A copy of the Zeiss Sonnar design from the 1930s, the Jupiter-9 has a reputation for producing a soft, glow like look which was a popular glamour style in the 70s and 80s. This early silver example definitely possesses that trait. It appears to have a single lens coating and is less flare prone than the Helios although it does readily flare. It’s certainly not the easiest lens to shoot with. Even chipped for focus confirmation and with the precision matte focus screen in my 5D3, it’s a challenge to find focus at ƒ2. This is because wide open, the Jupiter has an extremely shallow depth of field which is what contributes to it’s beautiful bokeh. I’m used to shooting these vintage lenses wide open as it maximises the look and character, however, I found stopping down the Jupiter-9 to ƒ4-5.6 greatly increased the keeper rate while maintaining the characterful look. Its 15(!) aperture blades helps maintain a pleasing bokeh when stepped down.
This is a stunning lens to look through and to look at. Even while struggling to find focus wide open, it makes me feel like a photographer honing a skill. It is of the finest examples of mechanical engineering right up there with a quality time piece. It’s operation is so precise and smooth I can hardly believe this lens is half a century old. It looks like it was made yesterday and is an absolute privilege to shoot with. I did pay a premium for it’s condition (about £150) but I have filters that cost more than that. This is a lens I will treasure and pass down. I’ve never thought about any of my expensive Canon gear that way.

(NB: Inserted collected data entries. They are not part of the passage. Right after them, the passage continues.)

//! Outbound requests to the spreadsheet scripts.
//!
//! Every proxy endpoint and the CLI go through [`fetch_with_retry`], each with
//! its own [`RetryPolicy`]. A per-attempt timeout drops the in-flight request.
//! Dropping the returned future cancels the whole fetch.

use reqwest::header::{ACCEPT, CONTENT_TYPE};
use reqwest::StatusCode;
use serde_json::Value;
use std::future::Future;
use std::time::Duration;
use thiserror::Error;
use tracing::{debug, warn};

use crate::models::Source;

#[derive(Debug, Error)]
pub enum FetchError {
    #[error("request timed out after {}ms", .0.as_millis())]
    Timeout(Duration),

    #[error("network error: {0}")]
    Network(String),

    #[error("Google Script returned {}", .status.as_u16())]
    Status {
        status: StatusCode,
        reason: String,
        body: String,
    },

    #[error("invalid JSON: {0}")]
    InvalidJson(String),

    #[error("unexpected content type {content_type:?}")]
    Content { content_type: Option<String>, body: String },
}

impl FetchError {
    pub fn is_timeout(&self) -> bool {
        matches!(self, FetchError::Timeout(_))
    }

    fn from_reqwest(error: reqwest::Error, timeout: Duration) -> Self {
        if error.is_timeout() {
            FetchError::Timeout(timeout)
        } else if error.is_decode() {
            FetchError::InvalidJson(error.to_string())
        } else {
            FetchError::Network(error.to_string())
        }
    }
}

// ============================================================================
// Retry policy
// ============================================================================

#[derive(Debug, Clone, Copy, PartialEq, Eq)]
pub enum Backoff {
    None,
    /// Same pause before every retry.
    Fixed(Duration),
    /// `step × attempt` after the given attempt.
    Linear(Duration),
}

impl Backoff {
    /// Pause after failed attempt number `attempt` (1-based).
    pub fn delay(self, attempt: u32) -> Duration {
        match self {
            Backoff::None => Duration::ZERO,
            Backoff::Fixed(step) => step,
            Backoff::Linear(step) => step * attempt,
        }
    }
}

#[derive(Debug, Clone, Copy, PartialEq, Eq)]
pub enum RetryOn {
    AnyFailure,
    TimeoutsOnly,
}

#[derive(Debug, Clone, Copy, PartialEq, Eq)]
pub struct RetryPolicy {
    pub timeout: Duration,
    pub attempts: u32,
    pub backoff: Backoff,
    pub retry_on: RetryOn,
}

impl RetryPolicy {
    pub fn once(timeout: Duration) -> Self {
        Self {
            timeout,
            attempts: 1,
            backoff: Backoff::None,
            retry_on: RetryOn::AnyFailure,
        }
    }

    pub fn for_source(source: Source) -> Self {
        let secs = Duration::from_secs;
        match source {
            Source::Workforce | Source::Sortie => Self::once(secs(15)),
            Source::Attendance => Self {
                timeout: secs(30),
                attempts: 3,
                backoff: Backoff::Linear(secs(3)),
                retry_on: RetryOn::AnyFailure,
            },
            Source::Performance => Self::once(secs(180)),
            Source::Turnover => Self::once(secs(45)),
            Source::Recruitment => Self {
                timeout: secs(35),
                attempts: 3,
                backoff: Backoff::Fixed(secs(1)),
                retry_on: RetryOn::TimeoutsOnly,
            },
            Source::Auth => Self::once(secs(30)),
        }
    }

    /// Policy of the command-line client.
    pub fn client() -> Self {
        Self {
            timeout: Duration::from_secs(60),
            attempts: 3,
            backoff: Backoff::Linear(Duration::from_secs(2)),
            retry_on: RetryOn::AnyFailure,
        }
    }

    fn should_retry(&self, error: &FetchError) -> bool {
        match self.retry_on {
            RetryOn::AnyFailure => true,
            RetryOn::TimeoutsOnly => error.is_timeout(),
        }
    }
}

/// Run `operation` until it succeeds, the policy stops retrying that kind of
/// failure, or the attempts run out. The last error is returned.
pub async fn fetch_with_retry<T, F, Fut>(policy: &RetryPolicy, label: &str, mut operation: F) -> Result<T, FetchError>
where
    F: FnMut() -> Fut,
    Fut: Future<Output = Result<T, FetchError>>,
{
    let attempts = policy.attempts.max(1);
    let mut attempt = 1;
    loop {
        let result = match tokio::time::timeout(policy.timeout, operation()).await {
            Ok(result) => result,
            Err(_) => Err(FetchError::Timeout(policy.timeout)),
        };

        let error = match result {
            Ok(value) => {
                debug!(source = label, attempt, "Fetch succeeded");
                return Ok(value);
            }
            Err(error) => error,
        };

        if attempt >= attempts || !policy.should_retry(&error) {
            return Err(error);
        }

        let delay = policy.backoff.delay(attempt);
        warn!(
            source = label,
            attempt,
            delay_ms = delay.as_millis() as u64,
            error = %error,
            "Fetch failed, retrying"
        );
        tokio::time::sleep(delay).await;
        attempt += 1;
    }
}

// ============================================================================
// Client
// ============================================================================

/// Status and decoded body of a forwarded request. Non-JSON bodies are kept
/// as a string value.
#[derive(Debug, Clone, PartialEq)]
pub struct UpstreamResponse {
    pub status: StatusCode,
    pub body: Value,
}

/// Pooled HTTP client for the spreadsheet scripts.
#[derive(Debug, Clone, Default)]
pub struct SheetClient {
    http: reqwest::Client,
}

fn is_json(content_type: Option<&str>) -> bool {
    content_type.map_or(false, |ct| ct.contains("application/json"))
}

impl SheetClient {
    pub fn new() -> Self {
        Self::default()
    }

    pub fn with_client(http: reqwest::Client) -> Self {
        Self { http }
    }

    /// GET `url` and decode the JSON body.
    pub async fn get_json(&self, url: &str, label: &str, policy: &RetryPolicy) -> Result<Value, FetchError> {
        fetch_with_retry(policy, label, || self.get_once(url, policy.timeout, false)).await
    }

    /// Like [`get_json`](Self::get_json), but refuses a body not labelled
    /// `application/json`.
    pub async fn get_json_strict(&self, url: &str, label: &str, policy: &RetryPolicy) -> Result<Value, FetchError> {
        fetch_with_retry(policy, label, || self.get_once(url, policy.timeout, true)).await
    }

    async fn get_once(&self, url: &str, timeout: Duration, strict: bool) -> Result<Value, FetchError> {
        let response = self
            .http
            .get(url)
            .header(ACCEPT, "application/json")
            .send()
            .await
            .map_err(|e| FetchError::from_reqwest(e, timeout))?;

        let status = response.status();
        debug!(%status, url, "Upstream responded");
        if !status.is_success() {
            let body = response.text().await.unwrap_or_default();
            return Err(FetchError::Status {
                status,
                reason: status.canonical_reason().unwrap_or_default().to_string(),
                body,
            });
        }

        if strict {
            let content_type = response
                .headers()
                .get(CONTENT_TYPE)
                .and_then(|v| v.to_str().ok())
                .map(str::to_string);
            if !is_json(content_type.as_deref()) {
                let body: String = response.text().await.unwrap_or_default().chars().take(200).collect();
                return Err(FetchError::Content { content_type, body });
            }
        }

        let bytes = response
            .bytes()
            .await
            .map_err(|e| FetchError::from_reqwest(e, timeout))?;
        serde_json::from_slice(&bytes).map_err(|e| FetchError::InvalidJson(e.to_string()))
    }

    /// POST `body` as `text/plain` and hand back whatever came back, error
    /// statuses included.
    pub async fn post_text(&self, url: &str, body: String, policy: &RetryPolicy) -> Result<UpstreamResponse, FetchError> {
        fetch_with_retry(policy, "upload", || {
            let body = body.clone();
            async move {
                let response = self
                    .http
                    .post(url)
                    .header(CONTENT_TYPE, "text/plain;charset=utf-8")
                    .body(body)
                    .send()
                    .await
                    .map_err(|e| FetchError::from_reqwest(e, policy.timeout))?;

                let status = response.status();
                let json = is_json(response.headers().get(CONTENT_TYPE).and_then(|v| v.to_str().ok()));
                let text = response
                    .text()
                    .await
                    .map_err(|e| FetchError::from_reqwest(e, policy.timeout))?;
                let body = if json {
                    serde_json::from_str(&text).map_err(|e| FetchError::InvalidJson(e.to_string()))?
                } else {
                    Value::String(text)
                };
                Ok(UpstreamResponse { status, body })
            }
        })
        .await
    }
}

#[cfg(test)]
mod tests {
    use super::*;
    use axum::http::header;
    use axum::response::IntoResponse;
    use axum::routing::{get, post};
    use axum::Router;
    use std::sync::atomic::{AtomicU32, Ordering};
    use std::sync::Arc;

    fn quick(attempts: u32, retry_on: RetryOn) -> RetryPolicy {
        RetryPolicy {
            timeout: Duration::from_millis(200),
            attempts,
            backoff: Backoff::Fixed(Duration::from_millis(1)),
            retry_on,
        }
    }

    async fn serve(app: Router) -> String {
        let listener = tokio::net::TcpListener::bind("127.0.0.1:0").await.unwrap();
        let addr = listener.local_addr().unwrap();
        tokio::spawn(async move {
            axum::serve(listener, app).await.unwrap();
        });
        format!("http://{addr}")
    }

    #[test]
    fn test_backoff_delays() {
        let step = Duration::from_secs(3);
        assert_eq!(Backoff::Linear(step).delay(2), Duration::from_secs(6));
        assert_eq!(Backoff::Fixed(step).delay(2), step);
        assert_eq!(Backoff::None.delay(5), Duration::ZERO);
    }

    #[test]
    fn test_source_policies() {
        let attendance = RetryPolicy::for_source(Source::Attendance);
        assert_eq!(attendance.attempts, 3);
        assert_eq!(attendance.backoff, Backoff::Linear(Duration::from_secs(3)));
        let recruitment = RetryPolicy::for_source(Source::Recruitment);
        assert_eq!(recruitment.retry_on, RetryOn::TimeoutsOnly);
        assert_eq!(RetryPolicy::for_source(Source::Performance).timeout, Duration::from_secs(180));
        assert_eq!(RetryPolicy::client().attempts, 3);
    }

    #[tokio::test]
    async fn test_retries_until_success() {
        let calls = &AtomicU32::new(0);
        let result = fetch_with_retry(&quick(3, RetryOn::AnyFailure), "test", || async move {
            if calls.fetch_add(1, Ordering::SeqCst) < 2 {
                Err(FetchError::Network("refused".into()))
            } else {
                Ok(7)
            }
        })
        .await;
        assert_eq!(result.unwrap(), 7);
        assert_eq!(calls.load(Ordering::SeqCst), 3);
    }

    #[tokio::test]
    async fn test_timeouts_only_policy() {
        let calls = &AtomicU32::new(0);
        let result: Result<(), _> = fetch_with_retry(&quick(3, RetryOn::TimeoutsOnly), "test", || async move {
            calls.fetch_add(1, Ordering::SeqCst);
            Err(FetchError::Network("reset".into()))
        })
        .await;
        assert!(matches!(result, Err(FetchError::Network(_))));
        assert_eq!(calls.load(Ordering::SeqCst), 1);

        let calls = &AtomicU32::new(0);
        let result: Result<(), _> = fetch_with_retry(&quick(3, RetryOn::TimeoutsOnly), "test", || async move {
            calls.fetch_add(1, Ordering::SeqCst);
            tokio::time::sleep(Duration::from_secs(5)).await;
            Ok(())
        })
        .await;
        assert!(result.unwrap_err().is_timeout());
        assert_eq!(calls.load(Ordering::SeqCst), 3);
    }

    #[tokio::test]
    async fn test_get_json_status_error() {
        let hits = Arc::new(AtomicU32::new(0));
        let counter = hits.clone();
        let url = serve(Router::new().route(
            "/exec",
            get(move || {
                let counter = counter.clone();
                async move {
                    counter.fetch_add(1, Ordering::SeqCst);
                    (StatusCode::BAD_GATEWAY, "down")
                }
            }),
        ))
        .await;

        let client = SheetClient::new();
        let err = client
            .get_json(&format!("{url}/exec"), "test", &quick(2, RetryOn::AnyFailure))
            .await
            .unwrap_err();
        assert_eq!(err.to_string(), "Google Script returned 502");
        assert!(matches!(err, FetchError::Status { ref body, .. } if body == "down"));
        assert_eq!(hits.load(Ordering::SeqCst), 2);
    }

    #[tokio::test]
    async fn test_strict_content_type() {
        let url = serve(
            Router::new()
                .route("/json", get(|| async { axum::Json(serde_json::json!([["EMAIL"]])) }))
                .route(
                    "/html",
                    get(|| async { ([(header::CONTENT_TYPE, "text/html")], "<html>").into_response() }),
                ),
        )
        .await;

        let client = SheetClient::new();
        let policy = quick(1, RetryOn::AnyFailure);
        let rows = client.get_json_strict(&format!("{url}/json"), "auth", &policy).await.unwrap();
        assert_eq!(rows, serde_json::json!([["EMAIL"]]));

        let err = client.get_json_strict(&format!("{url}/html"), "auth", &policy).await.unwrap_err();
        assert!(matches!(err, FetchError::Content { content_type: Some(ref ct), .. } if ct == "text/html"));
    }

    #[tokio::test]
    async fn test_post_text_passthrough() {
        let url = serve(Router::new().route(
            "/upload",
            post(|body: String| async move { (StatusCode::ACCEPTED, format!("got {body}")) }),
        ))
        .await;

        let client = SheetClient::new();
        let response = client
            .post_text(&format!("{url}/upload"), "{\"a\":1}".into(), &quick(1, RetryOn::AnyFailure))
            .await
            .unwrap();
        assert_eq!(response.status, StatusCode::ACCEPTED);
        assert_eq!(response.body, Value::String("got {\"a\":1}".into()));
    }
}
fn show_sector(report: &sector::SectorReport) {
    print_section_header(&format!("SECTOR  {} → {}", report.start_date, report.end_date));
    println!("  Workers in range:       {:>10}", report.total_workers);
    println!("  Average age:            {:>10}", report.average_age);
    println!("  Turnover rate:          {:>9}%", report.turnover_rate);
    println!("  Average tenure (days):  {:>10}", report.average_tenure_days);

    print_subsection("Supervisors");
    print_series(&report.supervisors);
    print_subsection("Gender");
    print_series(&report.gender);
    print_subsection("Exit reasons");
    for reason in &report.exit_reasons {
        println!("  {:<40} {:>10}", reason.reason, reason.count);
    }
    print_subsection(&format!("Monthly turnover {}", report.year));
    for month in &report.yearly_turnover {
        println!("  {:<40} {:>9}%", month.month, month.turnover);
    }
    print_subsection("Farms");
    for farm in &report.farms {
        println!(
            "  {:<30} {:>6} active / {:>6} total {:>8} days",
            farm.name, farm.active_workers, farm.total_workers, farm.average_tenure_days
        );
    }
}
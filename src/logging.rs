use std::fs;
use std::io;
use std::path::{Path, PathBuf};

use tracing_appender::non_blocking::WorkerGuard;
use tracing_subscriber::EnvFilter;
use tracing_subscriber::layer::SubscriberExt;
use tracing_subscriber::util::SubscriberInitExt;

use crate::defs::{APP_DIR, LOG_FILE_NAME};

pub fn logs_dir() -> PathBuf {
    if let Ok(xdg) = std::env::var("XDG_STATE_HOME") {
        Path::new(&xdg).join(APP_DIR).join("logs")
    } else if let Ok(home) = std::env::var("HOME") {
        Path::new(&home)
            .join(".local/state")
            .join(APP_DIR)
            .join("logs")
    } else {
        std::env::temp_dir().join(APP_DIR).join("logs")
    }
}

/// Console goes to stderr so stdout only ever carries the result record.
/// The returned guard flushes the file writer and must outlive the run.
pub fn init_logging() -> io::Result<WorkerGuard> {
    let dir = logs_dir();
    fs::create_dir_all(&dir)?;

    let file = fs::OpenOptions::new()
        .create(true)
        .append(true)
        .open(dir.join(LOG_FILE_NAME))?;

    let (non_blocking, guard) = tracing_appender::non_blocking(file);

    let file_layer = tracing_subscriber::fmt::layer()
        .with_writer(non_blocking)
        .with_ansi(false);

    let console_layer = tracing_subscriber::fmt::layer()
        .with_writer(io::stderr)
        .with_target(false)
        .with_ansi(true);

    let filter = EnvFilter::try_from_default_env().unwrap_or_else(|_| EnvFilter::new("info"));

    tracing_subscriber::registry()
        .with(filter)
        .with(console_layer)
        .with(file_layer)
        .init();

    Ok(guard)
}
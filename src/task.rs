use std::fmt;

use clap::ValueEnum;
use serde::{Deserialize, Serialize};

use crate::error::{FleetError, Result};

/// Device-management operations understood by the dispatcher.
#[derive(Clone, Copy, Debug, PartialEq, Eq, Hash, ValueEnum, Serialize, Deserialize)]
#[serde(rename_all = "lowercase")]
pub enum Task {
    Reboot,
    Install,
    Reinstall,
    Uninstall,
    Copy,
    Fetch,
    Kill,
    Configure,
    List,
    Shell,
}

/// How often a task runs relative to the resolved targets.
#[derive(Clone, Copy, Debug, PartialEq, Eq)]
pub enum Scope {
    /// One invocation per target.
    PerDevice,
    /// One invocation, no device selector.
    Once,
    /// No invocation; answered from the inventory.
    Inventory,
}

impl Task {
    pub const fn required_params(self) -> &'static [Param] {
        match self {
            Self::Reboot | Self::Kill | Self::List => &[],
            Self::Install | Self::Reinstall => &[Param::Src],
            Self::Uninstall => &[Param::PkgName],
            Self::Copy | Self::Fetch => &[Param::Src, Param::Dst],
            Self::Configure => &[Param::Port],
            Self::Shell => &[Param::Command],
        }
    }

    /// Caller-facing message when a required parameter is absent.
    pub const fn missing_parameter_reason(self) -> &'static str {
        match self {
            Self::Install | Self::Reinstall => "no src found",
            Self::Uninstall => "no package to uninstall found",
            Self::Copy | Self::Fetch => "Source/Destination not found",
            Self::Configure => "Port not found",
            Self::Shell => "command not found",
            Self::Reboot | Self::Kill | Self::List => "missing parameter",
        }
    }

    pub const fn scope(self) -> Scope {
        match self {
            Self::Kill => Scope::Once,
            Self::List => Scope::Inventory,
            _ => Scope::PerDevice,
        }
    }

    /// Whether a successful run changes device or server state.
    pub const fn is_mutating(self) -> bool {
        !matches!(self, Self::List | Self::Shell)
    }
}

impl fmt::Display for Task {
    fn fmt(&self, f: &mut fmt::Formatter<'_>) -> fmt::Result {
        let name = self
            .to_possible_value()
            .map(|v| v.get_name().to_string())
            .unwrap_or_default();
        f.write_str(&name)
    }
}

/// Named task parameter.
#[derive(Clone, Copy, Debug, PartialEq, Eq, Hash)]
pub enum Param {
    Src,
    Dst,
    PkgName,
    Port,
    Command,
}

impl fmt::Display for Param {
    fn fmt(&self, f: &mut fmt::Formatter<'_>) -> fmt::Result {
        f.write_str(match self {
            Self::Src => "src",
            Self::Dst => "dst",
            Self::PkgName => "pkgName",
            Self::Port => "port",
            Self::Command => "command",
        })
    }
}

/// Optional-field parameter bag supplied by the caller.
#[derive(Clone, Debug, Default, PartialEq, Eq, Deserialize)]
#[serde(default)]
pub struct TaskParams {
    pub src: Option<String>,
    #[serde(alias = "dest")]
    pub dst: Option<String>,
    #[serde(alias = "pkgName", alias = "pkgname", alias = "pkg-name")]
    pub pkg_name: Option<String>,
    pub port: Option<String>,
    pub ip: Option<String>,
    pub command: Option<String>,
}

impl TaskParams {
    /// Fills every unset field from `fallback`.
    pub fn or(self, fallback: Self) -> Self {
        Self {
            src: self.src.or(fallback.src),
            dst: self.dst.or(fallback.dst),
            pkg_name: self.pkg_name.or(fallback.pkg_name),
            port: self.port.or(fallback.port),
            ip: self.ip.or(fallback.ip),
            command: self.command.or(fallback.command),
        }
    }

    /// Value of `param`, treating blank strings as absent.
    pub fn get(&self, param: Param) -> Option<&str> {
        let value = match param {
            Param::Src => &self.src,
            Param::Dst => &self.dst,
            Param::PkgName => &self.pkg_name,
            Param::Port => &self.port,
            Param::Command => &self.command,
        };
        value.as_deref().filter(|v| !v.trim().is_empty())
    }
}

/// A task whose required parameters are known to be present.
#[derive(Clone, Debug, PartialEq, Eq)]
pub enum Action {
    Reboot,
    Install { src: String },
    Reinstall { src: String },
    Uninstall { pkg_name: String },
    Copy { src: String, dst: String },
    Fetch { src: String, dst: String },
    Kill,
    Configure { port: String, ip: Option<String> },
    List,
    Shell { command: String },
}

impl Action {
    pub const fn task(&self) -> Task {
        match self {
            Self::Reboot => Task::Reboot,
            Self::Install { .. } => Task::Install,
            Self::Reinstall { .. } => Task::Reinstall,
            Self::Uninstall { .. } => Task::Uninstall,
            Self::Copy { .. } => Task::Copy,
            Self::Fetch { .. } => Task::Fetch,
            Self::Kill => Task::Kill,
            Self::Configure { .. } => Task::Configure,
            Self::List => Task::List,
            Self::Shell { .. } => Task::Shell,
        }
    }
}

/// Checks that every parameter `task` needs is present.
///
/// Runs once, before any device is touched; the first missing field in
/// [`Task::required_params`] order is reported.
pub fn validate(task: Task, params: &TaskParams) -> Result<Action> {
    for &field in task.required_params() {
        if params.get(field).is_none() {
            return Err(FleetError::MissingParameter { task, field });
        }
    }

    let take = |field: Param| params.get(field).unwrap_or_default().to_string();

    Ok(match task {
        Task::Reboot => Action::Reboot,
        Task::Install => Action::Install {
            src: take(Param::Src),
        },
        Task::Reinstall => Action::Reinstall {
            src: take(Param::Src),
        },
        Task::Uninstall => Action::Uninstall {
            pkg_name: take(Param::PkgName),
        },
        Task::Copy => Action::Copy {
            src: take(Param::Src),
            dst: take(Param::Dst),
        },
        Task::Fetch => Action::Fetch {
            src: take(Param::Src),
            dst: take(Param::Dst),
        },
        Task::Kill => Action::Kill,
        Task::Configure => Action::Configure {
            port: take(Param::Port),
            ip: params.ip.clone().filter(|ip| !ip.trim().is_empty()),
        },
        Task::List => Action::List,
        Task::Shell => Action::Shell {
            command: take(Param::Command),
        },
    })
}

#[cfg(test)]
mod tests {
    use super::*;

    fn missing(task: Task, params: &TaskParams) -> Param {
        match validate(task, params) {
            Err(FleetError::MissingParameter { field, .. }) => field,
            other => panic!("expected missing parameter, got {other:?}"),
        }
    }

    #[test]
    fn install_requires_src() {
        assert_eq!(missing(Task::Install, &TaskParams::default()), Param::Src);

        let params = TaskParams {
            src: Some("a.apk".into()),
            ..Default::default()
        };
        assert_eq!(
            validate(Task::Install, &params).unwrap(),
            Action::Install {
                src: "a.apk".into()
            }
        );
    }

    #[test]
    fn copy_and_fetch_need_both_paths() {
        let only_src = TaskParams {
            src: Some("/sdcard/a".into()),
            ..Default::default()
        };
        assert_eq!(missing(Task::Copy, &only_src), Param::Dst);
        assert_eq!(missing(Task::Fetch, &TaskParams::default()), Param::Src);
    }

    #[test]
    fn blank_values_count_as_missing() {
        let params = TaskParams {
            command: Some("   ".into()),
            ..Default::default()
        };
        assert_eq!(missing(Task::Shell, &params), Param::Command);
    }

    #[test]
    fn parameterless_tasks_always_validate() {
        for task in [Task::Reboot, Task::Kill, Task::List] {
            assert!(validate(task, &TaskParams::default()).is_ok());
        }
    }

    #[test]
    fn required_table_matches_reasons() {
        let cases = [
            (Task::Uninstall, Param::PkgName, "no package to uninstall found"),
            (Task::Configure, Param::Port, "Port not found"),
            (Task::Shell, Param::Command, "command not found"),
            (Task::Reinstall, Param::Src, "no src found"),
        ];
        for (task, field, reason) in cases {
            let err = validate(task, &TaskParams::default()).unwrap_err();
            assert_eq!(err.to_string(), reason);
            assert_eq!(missing(task, &TaskParams::default()), field);
        }
    }

    #[test]
    fn every_action_reports_its_task() {
        for task in Task::value_variants() {
            let params = TaskParams {
                src: Some("s".into()),
                dst: Some("d".into()),
                pkg_name: Some("p".into()),
                port: Some("5555".into()),
                ip: None,
                command: Some("id".into()),
            };
            assert_eq!(validate(*task, &params).unwrap().task(), *task);
        }
    }

    #[test]
    fn params_merge_prefers_self() {
        let cli = TaskParams {
            src: Some("cli.apk".into()),
            ..Default::default()
        };
        let file = TaskParams {
            src: Some("file.apk".into()),
            port: Some("5555".into()),
            ..Default::default()
        };
        let merged = cli.or(file);
        assert_eq!(merged.src.as_deref(), Some("cli.apk"));
        assert_eq!(merged.port.as_deref(), Some("5555"));
    }

    #[test]
    fn task_names_are_lowercase() {
        assert_eq!(Task::Configure.to_string(), "configure");
        assert_eq!(Task::from_str("shell", true).unwrap(), Task::Shell);
    }
}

Here’s some advice about buying one. I like the very early versions of these vintage lenses which often come in a silver finish and have only a basic lens coating (flare is the look I’m after). Be very careful not to confuse these early M39 mount lenses for the rangefinder models designed for Leica which also come in M39. They are physically smaller lenses and have completely different registration distances which won’t work with a modern DSLR. You want to look for lenses designed for Zenit which was an early Soviet SLR camera. In fact, if you want to avoid the confusion and problems with infinity focus, instead look for a later Jupiter-9 M42 mount in a black finish. The first two digits of the serial number indicate the year of manufacture. Go for the earliest M42 model you can find in the best condition possible.